Here’s a few things we’ve learned through his emails.
- He ignored his own scientists who said COVID-19 might be engineered. NIH scientist Kristian Andersen told Fauci on January 31, 2020 that “On a phylogenetic tree the virus looks totally normal and the close clustering with bats suggest that bats serve as the reservoir. The unusual features of the virus make up a really small part of the genome (<0.1%) so one has to look really closely at all the sequences to see that some of the features (potentially) look engineered.”
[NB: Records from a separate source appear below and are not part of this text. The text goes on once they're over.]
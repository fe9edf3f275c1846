use axum::http::StatusCode;
use axum::response::{IntoResponse, Response};
use axum::Json;
use consoul_audit::iso8601_now;
use consoul_store::SessionStoreError;
use serde::Serialize;
use thiserror::Error;

use crate::conversation::ConversationError;

/// Maps the error taxonomy onto HTTP status codes (§7): validation 422,
/// auth 401, storage 503, provider 502, circuit-open 503, token limit 400,
/// rate limited 429, not found 404, everything else 500.
#[derive(Debug, Error)]
pub enum ApiError {
    #[error("{0}")]
    Validation(String),
    #[error("authentication required")]
    Auth,
    #[error("storage unavailable: {0}")]
    Storage(String),
    #[error("provider error: {0}")]
    Provider(String),
    #[error("circuit breaker open for provider '{0}'")]
    CircuitOpen(String),
    #[error("token limit exceeded: {0}")]
    TokenLimit(String),
    #[error("rate limit exceeded, retry after {retry_after_secs}s")]
    RateLimited { retry_after_secs: u64 },
    #[error("not found: {0}")]
    NotFound(String),
    #[error("internal error: {0}")]
    Internal(String),
}

impl ApiError {
    fn code(&self) -> &'static str {
        match self {
            ApiError::Validation(_) => "validation_error",
            ApiError::Auth => "auth_error",
            ApiError::Storage(_) => "storage_error",
            ApiError::Provider(_) => "provider_error",
            ApiError::CircuitOpen(_) => "circuit_open",
            ApiError::TokenLimit(_) => "token_limit_exceeded",
            ApiError::RateLimited { .. } => "rate_limited",
            ApiError::NotFound(_) => "not_found",
            ApiError::Internal(_) => "internal_error",
        }
    }

    fn status(&self) -> StatusCode {
        match self {
            ApiError::Validation(_) => StatusCode::UNPROCESSABLE_ENTITY,
            ApiError::Auth => StatusCode::UNAUTHORIZED,
            ApiError::Storage(_) => StatusCode::SERVICE_UNAVAILABLE,
            ApiError::Provider(_) => StatusCode::BAD_GATEWAY,
            ApiError::CircuitOpen(_) => StatusCode::SERVICE_UNAVAILABLE,
            ApiError::TokenLimit(_) => StatusCode::BAD_REQUEST,
            ApiError::RateLimited { .. } => StatusCode::TOO_MANY_REQUESTS,
            ApiError::NotFound(_) => StatusCode::NOT_FOUND,
            ApiError::Internal(_) => StatusCode::INTERNAL_SERVER_ERROR,
        }
    }
}

impl From<SessionStoreError> for ApiError {
    fn from(e: SessionStoreError) -> Self {
        ApiError::Storage(e.to_string())
    }
}

impl From<ConversationError> for ApiError {
    fn from(e: ConversationError) -> Self {
        match e {
            ConversationError::Validation(msg) => ApiError::Validation(msg),
            ConversationError::Storage(msg) => ApiError::Storage(msg),
            ConversationError::Provider(msg) => ApiError::Provider(msg),
            ConversationError::CircuitOpen(provider) => ApiError::CircuitOpen(provider),
            ConversationError::TokenLimit(msg) => ApiError::TokenLimit(msg),
            ConversationError::UnknownModel(model) => ApiError::Validation(format!("unknown model '{model}'")),
        }
    }
}

#[derive(Serialize)]
struct ErrorBody {
    error: &'static str,
    message: String,
    timestamp: String,
    correlation_id: Option<String>,
}

impl IntoResponse for ApiError {
    fn into_response(self) -> Response {
        let status = self.status();
        let retry_after = match &self {
            ApiError::RateLimited { retry_after_secs } => Some(*retry_after_secs),
            _ => None,
        };
        let body = ErrorBody {
            error: self.code(),
            message: self.to_string(),
            timestamp: iso8601_now(),
            correlation_id: None,
        };
        let mut response = (status, Json(body)).into_response();
        if let Some(secs) = retry_after {
            if let Ok(value) = axum::http::HeaderValue::from_str(&secs.to_string()) {
                response.headers_mut().insert("Retry-After", value);
            }
        }
        response
    }
}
- We knew this and so did Fauci: masks don’t work and he told people not to wear them. “Masks are really for infected people to prevent them from spreading infection to people who are not infected rather than protecting uninfected people from acquiring infection. The typical mask you buy in the drug store is not really effective in keeping out virus, which is small enough to pass through the material.”
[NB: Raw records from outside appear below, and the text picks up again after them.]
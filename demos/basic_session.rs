//! Minimal in-process usage of the conversation runtime, without going
//! through the HTTP/WebSocket adapters.
//!
//! Requires OPENAI_API_KEY (or CONSOUL_API_KEY) to be set, or a
//! ~/.consoul/config.json.

use consoul_audit::sink::StdoutSink;
use consoul_audit::{AuditSink, MetricsCollector};
use consoul_core::{
    BashTool, CommandAnalyzer, ConsoulConfig, GlobTool, GrepTool, ReadTool, RiskLevel,
    ToolCategory, ToolRegistration, ToolRegistry, WriteTool,
};
use consoul_server::conversation::{ConversationService, SendMessageRequest};
use consoul_server::provider_registry::ProviderRegistry;
use consoul_store::{MemorySessionStore, ResilientSessionStore, SessionLockManager, SessionStore};
use consoul_core::tools::approval::AutoApproveCoordinator;
use std::sync::Arc;
use tokio::sync::RwLock;

fn build_registry() -> ToolRegistry {
    let mut registry = ToolRegistry::new();
    registry.register(ToolRegistration::new(Arc::new(ReadTool), RiskLevel::Safe).with_categories([ToolCategory::FileEdit]));
    registry.register(ToolRegistration::new(Arc::new(GlobTool), RiskLevel::Safe).with_categories([ToolCategory::Search]));
    registry.register(ToolRegistration::new(Arc::new(GrepTool), RiskLevel::Safe).with_categories([ToolCategory::Search]));
    registry.register(ToolRegistration::new(Arc::new(WriteTool), RiskLevel::Caution).with_categories([ToolCategory::FileEdit]));
    registry.register(ToolRegistration::new(Arc::new(BashTool), RiskLevel::Dangerous).with_categories([ToolCategory::Shell]));
    registry
}

#[tokio::main]
async fn main() -> anyhow::Result<()> {
    let config = ConsoulConfig::load()?;

    let store: Arc<dyn SessionStore> = Arc::new(ResilientSessionStore::memory_only(Arc::new(MemorySessionStore::new())));
    let audit: Arc<dyn AuditSink> = Arc::new(StdoutSink);
    let metrics = Arc::new(MetricsCollector::new());

    let conversation = ConversationService::new(
        store,
        Arc::new(SessionLockManager::new()),
        Arc::new(RwLock::new(build_registry())),
        Arc::new(CommandAnalyzer::new()),
        None,
        Arc::new(ProviderRegistry::from_config(&config)),
        audit,
        metrics,
        config,
        None,
    );

    let coordinator = Arc::new(AutoApproveCoordinator);
    let (events_tx, mut events_rx) = tokio::sync::mpsc::channel(256);
    let correlation_id = consoul_audit::CorrelationId::generate();

    let request = SendMessageRequest {
        session_id: "demo-session".to_string(),
        message: "List all .rs files in the current directory and summarise what each one does.".to_string(),
        model: None,
        system_prompt: None,
        tool_filter: None,
        permission_policy: None,
    };

    let handle = tokio::spawn(async move { conversation.send_message(request, coordinator, &correlation_id, events_tx).await });

    while let Some(event) = events_rx.recv().await {
        println!("{event:?}");
    }

    handle.await??;
    Ok(())
}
- Fauci knew of the NIH’s ties to gain-of-function research at the Wuhan lab—yet publicly denied it. Fauci repeatedly denied funding gain-of-function research at the Wuhan Institute of Virology, but discussed the dangerous experiments in emails from February 1, 2020. Josh Rogin of the Washington Post says, “The head of the funding, the head of the entire field, really, is Anthony Fauci. He’s the godfather of gain-of-function research as we know it. That, again, just what I said right there, is too hot for TV because people don’t want to think about the fact that our hero of the pandemic… might also have been connected to this research, which might also have been connected to the outbreak.”
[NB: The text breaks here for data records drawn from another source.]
use super::tool::{RiskLevel, Tool, ToolCategory, ToolDef};
use serde::{Deserialize, Serialize};
use std::collections::{HashMap, HashSet};
use std::sync::Arc;

/// A catalog entry: the callable `Tool` plus the metadata the approval
/// pipeline (§4.3) needs — risk level, categories, enabled/tags.
#[derive(Clone)]
pub struct ToolRegistration {
    pub tool: Arc<dyn Tool>,
    pub risk_level: RiskLevel,
    pub categories: HashSet<ToolCategory>,
    pub enabled: bool,
    pub tags: Vec<String>,
}

impl ToolRegistration {
    pub fn new(tool: Arc<dyn Tool>, risk_level: RiskLevel) -> Self {
        Self {
            tool,
            risk_level,
            categories: HashSet::new(),
            enabled: true,
            tags: Vec::new(),
        }
    }

    pub fn with_categories(mut self, categories: impl IntoIterator<Item = ToolCategory>) -> Self {
        self.categories = categories.into_iter().collect();
        self
    }

    pub fn with_tags(mut self, tags: impl IntoIterator<Item = impl Into<String>>) -> Self {
        self.tags = tags.into_iter().map(Into::into).collect();
        self
    }

    pub fn disabled(mut self) -> Self {
        self.enabled = false;
        self
    }
}

/// Session-scoped view into the registry. Precedence: `deny` beats
/// everything; `allow` is a whitelist (unmentioned tools rejected); then the
/// risk ceiling; then the category set. `allow` and `deny` overlapping is a
/// caller-visible warning condition — `deny` wins (§4.3).
#[derive(Debug, Clone, Default, Serialize, Deserialize)]
pub struct ToolFilter {
    pub allow: Option<HashSet<String>>,
    pub deny: HashSet<String>,
    pub risk_level_max: Option<RiskLevel>,
    pub categories: Option<HashSet<ToolCategory>>,
}

impl ToolFilter {
    /// Returns `(permitted, overlap_warning)` — `overlap_warning` is set when
    /// the tool appears in both `allow` and `deny`.
    fn permits(&self, name: &str, risk: RiskLevel, categories: &HashSet<ToolCategory>) -> (bool, bool) {
        let in_allow = self.allow.as_ref().is_some_and(|a| a.contains(name));
        let in_deny = self.deny.contains(name);
        let overlap = in_allow && in_deny;

        if in_deny {
            return (false, overlap);
        }
        if let Some(allow) = &self.allow {
            if !allow.contains(name) {
                return (false, overlap);
            }
        }
        if let Some(max) = self.risk_level_max {
            if risk > max {
                return (false, overlap);
            }
        }
        if let Some(cats) = &self.categories {
            if !categories.is_empty() && cats.is_disjoint(categories) {
                return (false, overlap);
            }
        }
        (true, overlap)
    }
}

/// Process-wide, read-mostly catalog of tools. Registration/deregistration
/// is the only mutating path and is expected to be rare (§5: "writes require
/// a registry lock" — callers wrap a `ToolRegistry` in a `RwLock` at the
/// point it is shared across tasks).
#[derive(Clone, Default)]
pub struct ToolRegistry {
    tools: HashMap<String, ToolRegistration>,
}

impl ToolRegistry {
    pub fn new() -> Self {
        Self {
            tools: HashMap::new(),
        }
    }

    pub fn register(&mut self, registration: ToolRegistration) {
        let name = registration.tool.name().to_string();
        self.tools.insert(name, registration);
    }

    pub fn deregister(&mut self, name: &str) -> bool {
        self.tools.remove(name).is_some()
    }

    pub fn get(&self, name: &str) -> Option<Arc<dyn Tool>> {
        self.tools.get(name).map(|r| r.tool.clone())
    }

    pub fn registration(&self, name: &str) -> Option<&ToolRegistration> {
        self.tools.get(name)
    }

    pub fn names(&self) -> Vec<String> {
        let mut names: Vec<String> = self.tools.keys().cloned().collect();
        names.sort();
        names
    }

    /// Tool definitions visible to a provider after applying `filter`, in
    /// deterministic (sorted-by-name) order.
    pub fn tool_defs(&self, filter: &ToolFilter) -> Vec<ToolDef> {
        let mut defs: Vec<ToolDef> = self
            .tools
            .values()
            .filter(|r| r.enabled && r.risk_level != RiskLevel::Blocked)
            .filter(|r| filter.permits(r.tool.name(), r.risk_level, &r.categories).0)
            .map(|r| ToolDef {
                name: r.tool.name().to_string(),
                description: r.tool.description().to_string(),
                parameters: r.tool.parameters(),
            })
            .collect();
        defs.sort_by(|a, b| a.name.cmp(&b.name));
        defs
    }

    /// Whether `name` passes `filter`, independent of the `enabled` flag —
    /// used by `needs_approval` which must still reason about disabled or
    /// BLOCKED tools to produce a denial rather than silently dropping them.
    pub fn filter_permits(&self, name: &str, filter: &ToolFilter) -> Option<bool> {
        let reg = self.tools.get(name)?;
        Some(filter.permits(name, reg.risk_level, &reg.categories).0)
    }
}

#[cfg(test)]
mod tests {
    use super::*;
    use crate::tools::tool::ToolResult;
    use async_trait::async_trait;

    struct Stub(&'static str);

    #[async_trait]
    impl Tool for Stub {
        fn name(&self) -> &str {
            self.0
        }
        fn description(&self) -> &str {
            "stub"
        }
        fn parameters(&self) -> serde_json::Value {
            serde_json::json!({})
        }
        async fn call(&self, _args: serde_json::Value) -> anyhow::Result<ToolResult> {
            Ok(ToolResult::ok(""))
        }
    }

    #[test]
    fn deny_beats_allow() {
        let mut registry = ToolRegistry::new();
        registry.register(ToolRegistration::new(Arc::new(Stub("bash")), RiskLevel::Caution));

        let filter = ToolFilter {
            allow: Some(["bash".to_string()].into_iter().collect()),
            deny: ["bash".to_string()].into_iter().collect(),
            ..Default::default()
        };

        assert_eq!(registry.filter_permits("bash", &filter), Some(false));
    }

    #[test]
    fn risk_ceiling_excludes_dangerous_tools() {
        let mut registry = ToolRegistry::new();
        registry.register(ToolRegistration::new(Arc::new(Stub("rm")), RiskLevel::Dangerous));

        let filter = ToolFilter {
            risk_level_max: Some(RiskLevel::Caution),
            ..Default::default()
        };

        assert_eq!(registry.filter_permits("rm", &filter), Some(false));
    }

    #[test]
    fn blocked_tools_never_appear_in_defs() {
        let mut registry = ToolRegistry::new();
        registry.register(ToolRegistration::new(Arc::new(Stub("sudo")), RiskLevel::Blocked));
        let defs = registry.tool_defs(&ToolFilter::default());
        assert!(defs.is_empty());
    }
}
- Fauci believed COVID would stop on its own without a vaccine. He said, “Social distancing is not really geared to wait for a vaccine… Close proximity of people will keep the R0 higher than 1 and even as high as 2 to 3. If we can get the R0 to less than 1, the epidemic will gradually decline and stop on its own without a vaccine.”
What we’re learning from his emails is very different from what Fauci said publicly. Worse, it’s seeming more and more plausible that Fauci participated in covering up his own culpability in the pandemic as he and others tried to shut down any investigations or questions about whether the virus came from the Wuhan Institute of Virology.
An article in Vanity Fair reports that our own State Department suppressed any effort to investigate the origins of the virus.
As officials at the meeting discussed what they could share with the public, they were advised by Christopher Park, the director of the State Department’s Biological Policy Staff in the Bureau of International Security and Nonproliferation, not to say anything that would point to the U.S. government’s own role in gain-of-function research, according to documentation of the meeting obtained by Vanity Fair.
Some of the attendees were “absolutely floored,” said an official familiar with the proceedings. That someone in the U.S. government could “make an argument that is so nakedly against transparency, in light of the unfolding catastrophe, was…shocking and disturbing.”
And you know you’re dealing with desperate people when death threats are issued:
But for most of the past year, the lab-leak scenario was treated not simply as unlikely or even inaccurate but as morally out-of-bounds. In late March, former Centers for Disease Control director Robert Redfield received death threats from fellow scientists after telling CNN that he believed COVID-19 had originated in a lab. “I was threatened and ostracized because I proposed another hypothesis,” Redfield told Vanity Fair. “I expected it from politicians. I didn’t expect it from science.”
This stinks to high heaven and Fauci is right in the middle of it. Rand Paul was right to declare, “Told you” with respect to Fauci. While there are reports that exit plans for Fauci are being discussed, he won’t be prosecuted because he’s part of the protected class. Millions of people were sickened, hundreds of thousands died, children were kept out of school (perhaps a blessing in disguise), thousands of business are permanently closed, and we were all subjected to useless mask mandates and never-ending lockdowns that tested the resistance of American citizens.
Remember how we were told to follow the science? What we should’ve done is follow the money.